GitLab Secrets Manager ADR 011: Use Streaming Audit Events for Customer Audit Ingress

Context

OpenBao generates its own audit logging that is separate from the GitLab Rails format. For hosted platforms such as .Com and GitLab Dedicated, GitLab must collect audit events to be able to monitor overall system integrity. However, on all platforms and especially for self-managed, tenants will want the ability to collect audit logging for their own purposes. This document proposes an approach to that.
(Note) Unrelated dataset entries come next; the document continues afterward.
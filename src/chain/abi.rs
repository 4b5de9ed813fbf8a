//! Governance registry ABI codec
//!
//! Hand-written encoder/decoder for the fixed contract interface:
//!
//! ```text
//! function createProposal(string title, string description)
//! function getProposals() view returns (tuple(uint256 id, address author, string title, string description, uint64 createdAt)[])
//! event ProposalCreated(uint256 indexed id, address indexed author, string title)
//! ```
//!
//! Only the shapes above are supported. Integers wider than 64 bits are
//! rejected with [`AbiError::Overflow`].

use thiserror::Error;

use super::types::{keccak256, Address, Log, Proposal, ProposalCreated};

pub const CREATE_PROPOSAL_SIGNATURE: &str = "createProposal(string,string)";
pub const GET_PROPOSALS_SIGNATURE: &str = "getProposals()";
pub const PROPOSAL_CREATED_SIGNATURE: &str = "ProposalCreated(uint256,address,string)";
const ERROR_STRING_SIGNATURE: &str = "Error(string)";

const WORD: usize = 32;
/// Head size of an encoded proposal tuple (five static slots)
const PROPOSAL_HEAD: usize = 5 * WORD;

/// Four-byte function selector
pub type Selector = [u8; 4];

/// Errors raised while decoding ABI data
#[derive(Debug, Clone, Error, PartialEq, Eq)]
pub enum AbiError {
    #[error("data too short: need {needed} bytes at offset {offset}, have {len}")]
    OutOfBounds {
        offset: usize,
        needed: usize,
        len: usize,
    },

    #[error("unexpected selector 0x{0}")]
    UnknownSelector(String),

    #[error("value does not fit in {0}")]
    Overflow(&'static str),

    #[error("invalid UTF-8 in string")]
    InvalidUtf8,

    #[error("malformed address word")]
    InvalidAddress,

    #[error("malformed log: {0}")]
    InvalidLog(String),
}

/// Result type alias for ABI operations
pub type AbiResult<T> = Result<T, AbiError>;

/// First four bytes of the Keccak-256 hash of a function signature
pub fn selector(signature: &str) -> Selector {
    let hash = keccak256(signature.as_bytes());
    [hash[0], hash[1], hash[2], hash[3]]
}

/// Topic 0 of the `ProposalCreated` event
pub fn proposal_created_topic() -> [u8; 32] {
    keccak256(PROPOSAL_CREATED_SIGNATURE.as_bytes())
}

// ============================================
// Encoding
// ============================================

fn uint_word(value: u64) -> [u8; 32] {
    let mut word = [0u8; 32];
    word[24..].copy_from_slice(&value.to_be_bytes());
    word
}

fn address_word(address: &Address) -> [u8; 32] {
    let mut word = [0u8; 32];
    word[12..].copy_from_slice(address.as_bytes());
    word
}

/// Length-prefixed, right-padded dynamic bytes
fn dynamic_bytes(bytes: &[u8]) -> Vec<u8> {
    let padded = bytes.len().div_ceil(WORD) * WORD;
    let mut out = Vec::with_capacity(WORD + padded);
    out.extend_from_slice(&uint_word(bytes.len() as u64));
    out.extend_from_slice(bytes);
    out.resize(WORD + padded, 0);
    out
}

/// Encode a sequence of strings as a tuple of dynamic values
fn encode_strings(values: &[&str]) -> Vec<u8> {
    let tails: Vec<Vec<u8>> = values.iter().map(|v| dynamic_bytes(v.as_bytes())).collect();

    let mut out = Vec::new();
    let mut offset = values.len() * WORD;
    for tail in &tails {
        out.extend_from_slice(&uint_word(offset as u64));
        offset += tail.len();
    }
    for tail in tails {
        out.extend(tail);
    }
    out
}

/// Calldata for `createProposal(title, description)`
pub fn encode_create_proposal(title: &str, description: &str) -> Vec<u8> {
    let mut out = selector(CREATE_PROPOSAL_SIGNATURE).to_vec();
    out.extend(encode_strings(&[title, description]));
    out
}

/// Calldata for `getProposals()`
pub fn encode_get_proposals() -> Vec<u8> {
    selector(GET_PROPOSALS_SIGNATURE).to_vec()
}

fn encode_proposal(proposal: &Proposal) -> Vec<u8> {
    let title = dynamic_bytes(proposal.title.as_bytes());
    let description = dynamic_bytes(proposal.description.as_bytes());

    let mut out = Vec::with_capacity(PROPOSAL_HEAD + title.len() + description.len());
    out.extend_from_slice(&uint_word(proposal.id));
    out.extend_from_slice(&address_word(&proposal.author));
    out.extend_from_slice(&uint_word(PROPOSAL_HEAD as u64));
    out.extend_from_slice(&uint_word((PROPOSAL_HEAD + title.len()) as u64));
    out.extend_from_slice(&uint_word(proposal.created_at));
    out.extend(title);
    out.extend(description);
    out
}

/// Return data of `getProposals()`
pub fn encode_proposals(proposals: &[Proposal]) -> Vec<u8> {
    let elements: Vec<Vec<u8>> = proposals.iter().map(encode_proposal).collect();

    let mut out = Vec::new();
    out.extend_from_slice(&uint_word(WORD as u64));
    out.extend_from_slice(&uint_word(elements.len() as u64));

    let mut offset = elements.len() * WORD;
    for element in &elements {
        out.extend_from_slice(&uint_word(offset as u64));
        offset += element.len();
    }
    for element in elements {
        out.extend(element);
    }
    out
}

/// Topics and data of a `ProposalCreated` log
pub fn encode_proposal_created(id: u64, author: &Address, title: &str) -> (Vec<[u8; 32]>, Vec<u8>) {
    let topics = vec![proposal_created_topic(), uint_word(id), address_word(author)];
    (topics, encode_strings(&[title]))
}

/// Revert data carrying an `Error(string)` reason
pub fn encode_revert_reason(reason: &str) -> Vec<u8> {
    let mut out = selector(ERROR_STRING_SIGNATURE).to_vec();
    out.extend(encode_strings(&[reason]));
    out
}

// ============================================
// Decoding
// ============================================

/// Bounds-checked view over ABI data, offsets relative to `data[0]`
#[derive(Clone, Copy)]
struct Reader<'a> {
    data: &'a [u8],
}

impl<'a> Reader<'a> {
    fn new(data: &'a [u8]) -> Self {
        Self { data }
    }

    fn slice(&self, offset: usize, len: usize) -> AbiResult<&'a [u8]> {
        let out_of_bounds = AbiError::OutOfBounds {
            offset,
            needed: len,
            len: self.data.len(),
        };
        let end = offset.checked_add(len).ok_or(out_of_bounds.clone())?;
        self.data.get(offset..end).ok_or(out_of_bounds)
    }

    /// Sub-reader starting at `offset` (for nested dynamic values)
    fn at(&self, offset: usize) -> AbiResult<Reader<'a>> {
        let data = self.data.get(offset..).ok_or(AbiError::OutOfBounds {
            offset,
            needed: 0,
            len: self.data.len(),
        })?;
        Ok(Reader { data })
    }

    fn word(&self, offset: usize) -> AbiResult<&'a [u8]> {
        self.slice(offset, WORD)
    }

    fn u64(&self, offset: usize) -> AbiResult<u64> {
        word_to_u64(self.word(offset)?)
    }

    fn usize(&self, offset: usize) -> AbiResult<usize> {
        usize::try_from(self.u64(offset)?).map_err(|_| AbiError::Overflow("usize"))
    }

    fn address(&self, offset: usize) -> AbiResult<Address> {
        word_to_address(self.word(offset)?)
    }

    /// Dynamic string whose length word sits at `offset`
    fn string(&self, offset: usize) -> AbiResult<String> {
        let len = self.usize(offset)?;
        let start = offset.checked_add(WORD).ok_or(AbiError::Overflow("usize"))?;
        let bytes = self.slice(start, len)?;
        String::from_utf8(bytes.to_vec()).map_err(|_| AbiError::InvalidUtf8)
    }
}

fn word_to_u64(word: &[u8]) -> AbiResult<u64> {
    if word[..24].iter().any(|b| *b != 0) {
        return Err(AbiError::Overflow("u64"));
    }
    let mut bytes = [0u8; 8];
    bytes.copy_from_slice(&word[24..]);
    Ok(u64::from_be_bytes(bytes))
}

fn word_to_address(word: &[u8]) -> AbiResult<Address> {
    if word[..12].iter().any(|b| *b != 0) {
        return Err(AbiError::InvalidAddress);
    }
    Address::from_slice(&word[12..]).map_err(|_| AbiError::InvalidAddress)
}

fn strip_selector<'a>(data: &'a [u8], signature: &str) -> AbiResult<&'a [u8]> {
    let expected = selector(signature);
    match data.get(..4) {
        Some(actual) if actual == expected.as_slice() => Ok(&data[4..]),
        Some(actual) => Err(AbiError::UnknownSelector(hex::encode(actual))),
        None => Err(AbiError::OutOfBounds {
            offset: 0,
            needed: 4,
            len: data.len(),
        }),
    }
}

/// Arguments of a `createProposal` call: `(title, description)`
pub fn decode_create_proposal(calldata: &[u8]) -> AbiResult<(String, String)> {
    let args = Reader::new(strip_selector(calldata, CREATE_PROPOSAL_SIGNATURE)?);
    let title = args.string(args.usize(0)?)?;
    let description = args.string(args.usize(WORD)?)?;
    Ok((title, description))
}

/// Return data of `getProposals()`, in contract order
pub fn decode_proposals(data: &[u8]) -> AbiResult<Vec<Proposal>> {
    let root = Reader::new(data);
    let array = root.at(root.usize(0)?)?;
    let count = array.usize(0)?;
    let elements = array.at(WORD)?;

    let mut proposals = Vec::new();
    for index in 0..count {
        let tuple = elements.at(elements.usize(index * WORD)?)?;
        proposals.push(Proposal {
            id: tuple.u64(0)?,
            author: tuple.address(WORD)?,
            title: tuple.string(tuple.usize(2 * WORD)?)?,
            description: tuple.string(tuple.usize(3 * WORD)?)?,
            created_at: tuple.u64(4 * WORD)?,
        });
    }
    Ok(proposals)
}

/// Decode a `ProposalCreated` log
pub fn decode_proposal_created(log: &Log) -> AbiResult<ProposalCreated> {
    if log.topics.len() != 3 {
        return Err(AbiError::InvalidLog(format!(
            "expected 3 topics, got {}",
            log.topics.len()
        )));
    }
    if log.topics[0] != proposal_created_topic() {
        return Err(AbiError::InvalidLog("not a ProposalCreated event".to_string()));
    }

    let data = Reader::new(&log.data);
    Ok(ProposalCreated {
        id: word_to_u64(&log.topics[1])?,
        author: word_to_address(&log.topics[2])?,
        title: data.string(data.usize(0)?)?,
        block_number: log.block_number,
    })
}

/// Reason string carried by `Error(string)` revert data, if any
pub fn decode_revert_reason(data: &[u8]) -> Option<String> {
    let args = Reader::new(strip_selector(data, ERROR_STRING_SIGNATURE).ok()?);
    args.string(args.usize(0).ok()?).ok()
}

#[cfg(test)]
mod tests {
    use super::*;

    fn author() -> Address {
        Address::new([0xab; 20])
    }

    fn sample(id: u64, title: &str, description: &str) -> Proposal {
        Proposal {
            id,
            author: author(),
            title: title.to_string(),
            description: description.to_string(),
            created_at: 1_700_000_000 + id,
        }
    }

    #[test]
    fn test_known_selectors() {
        // Solidity's well-known `Error(string)` selector
        assert_eq!(hex::encode(selector(ERROR_STRING_SIGNATURE)), "08c379a0");
        assert_eq!(
            hex::encode(selector("transfer(address,uint256)")),
            "a9059cbb"
        );
    }

    #[test]
    fn test_create_proposal_layout() {
        let calldata = encode_create_proposal("T", "D");

        // selector + 2 offsets + 2 * (length + one padded word)
        assert_eq!(calldata.len(), 4 + 2 * WORD + 2 * 2 * WORD);
        assert_eq!(&calldata[..4], &selector(CREATE_PROPOSAL_SIGNATURE));
        // First offset points just past the two head slots
        assert_eq!(calldata[4 + 31], 0x40);
        // Second offset skips the title's length word and payload word
        assert_eq!(calldata[4 + 63], 0x80);

        assert_eq!(
            decode_create_proposal(&calldata).unwrap(),
            ("T".to_string(), "D".to_string())
        );
    }

    #[test]
    fn test_create_proposal_long_utf8() {
        let title = "Treasury ✓ ".repeat(10);
        let description = "x".repeat(65);
        let calldata = encode_create_proposal(&title, &description);
        assert_eq!(
            decode_create_proposal(&calldata).unwrap(),
            (title, description)
        );
    }

    #[test]
    fn test_wrong_selector_rejected() {
        let calldata = encode_get_proposals();
        assert!(matches!(
            decode_create_proposal(&calldata),
            Err(AbiError::UnknownSelector(_))
        ));
    }

    #[test]
    fn test_proposal_list_preserves_order() {
        let proposals = vec![
            sample(1, "Fund the docs", "Pay for a technical writer"),
            sample(2, "", ""),
            sample(3, "Raise quorum", &"a".repeat(100)),
        ];
        let decoded = decode_proposals(&encode_proposals(&proposals)).unwrap();
        assert_eq!(decoded, proposals);
    }

    #[test]
    fn test_empty_proposal_list() {
        let data = encode_proposals(&[]);
        assert_eq!(data.len(), 2 * WORD);
        assert!(decode_proposals(&data).unwrap().is_empty());
    }

    #[test]
    fn test_truncated_data_is_an_error() {
        let data = encode_proposals(&[sample(1, "T", "D")]);
        let truncated = &data[..data.len() - WORD];
        assert!(matches!(
            decode_proposals(truncated),
            Err(AbiError::OutOfBounds { .. })
        ));
        // An eth_call against an address without code returns empty data
        assert!(decode_proposals(&[]).is_err());
    }

    #[test]
    fn test_oversized_id_rejected() {
        let mut data = encode_proposals(&[sample(1, "T", "D")]);
        // array offset + length + element offset, then the id word
        let id_word = 3 * WORD;
        data[id_word] = 1;
        assert_eq!(decode_proposals(&data), Err(AbiError::Overflow("u64")));
    }

    #[test]
    fn test_proposal_created_log() {
        let (topics, data) = encode_proposal_created(7, &author(), "Raise quorum");
        let log = Log {
            address: Address::new([0x22; 20]),
            topics,
            data,
            block_number: 42,
        };

        let event = decode_proposal_created(&log).unwrap();
        assert_eq!(event.id, 7);
        assert_eq!(event.author, author());
        assert_eq!(event.title, "Raise quorum");
        assert_eq!(event.block_number, 42);
    }

    #[test]
    fn test_foreign_log_rejected() {
        let log = Log {
            address: Address::ZERO,
            topics: vec![keccak256(b"Transfer(address,address,uint256)"), [0; 32], [0; 32]],
            data: Vec::new(),
            block_number: 1,
        };
        assert!(matches!(
            decode_proposal_created(&log),
            Err(AbiError::InvalidLog(_))
        ));
    }

    #[test]
    fn test_revert_reason() {
        let data = encode_revert_reason("title required");
        assert_eq!(decode_revert_reason(&data), Some("title required".to_string()));
        assert_eq!(decode_revert_reason(&[0xde, 0xad]), None);
    }
}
OpenBao currently has three native audit devices:

  1. file, which we use to stream to stdout,
  2. socket, to stream via tcp or unix sockets, and
  3. syslog, to write logs via syslog.

The audit subsystem is not presently pluggable, though this could be adjusted in the future. Currently any audit device may succeed; if no audit devices succeed, the request will be denied. This makes streaming difficult: if http streaming is the only audit device, we would potentially block the request due to network issues unless we implement internal queuing. The upstream audit device API has storage support, though, so we can implement a queue if we add the HTTP device as optional. This will not be possible to use on standby nodes though, so the queue must be non-persistent by default.

Decision

A new http audit device will be proposed to upstream OpenBao. This will support sending a POST response with the JSON audit log directly as the body. This will have the ability to set custom headers to be sent along with the request, mirroring GitLab’s webhook authorization model. An optional max_queue_size=0 parameter will enable an in-memory request queue for when the HTTP server backs up. Events exceeding this queue will be silently dropped.

This audit device will be added to all environments. We’ll use a custom header, X-GitLab-Token, with a value provisioned from the environment (either via environment variable or file). This will allow it to be rotated as necessary.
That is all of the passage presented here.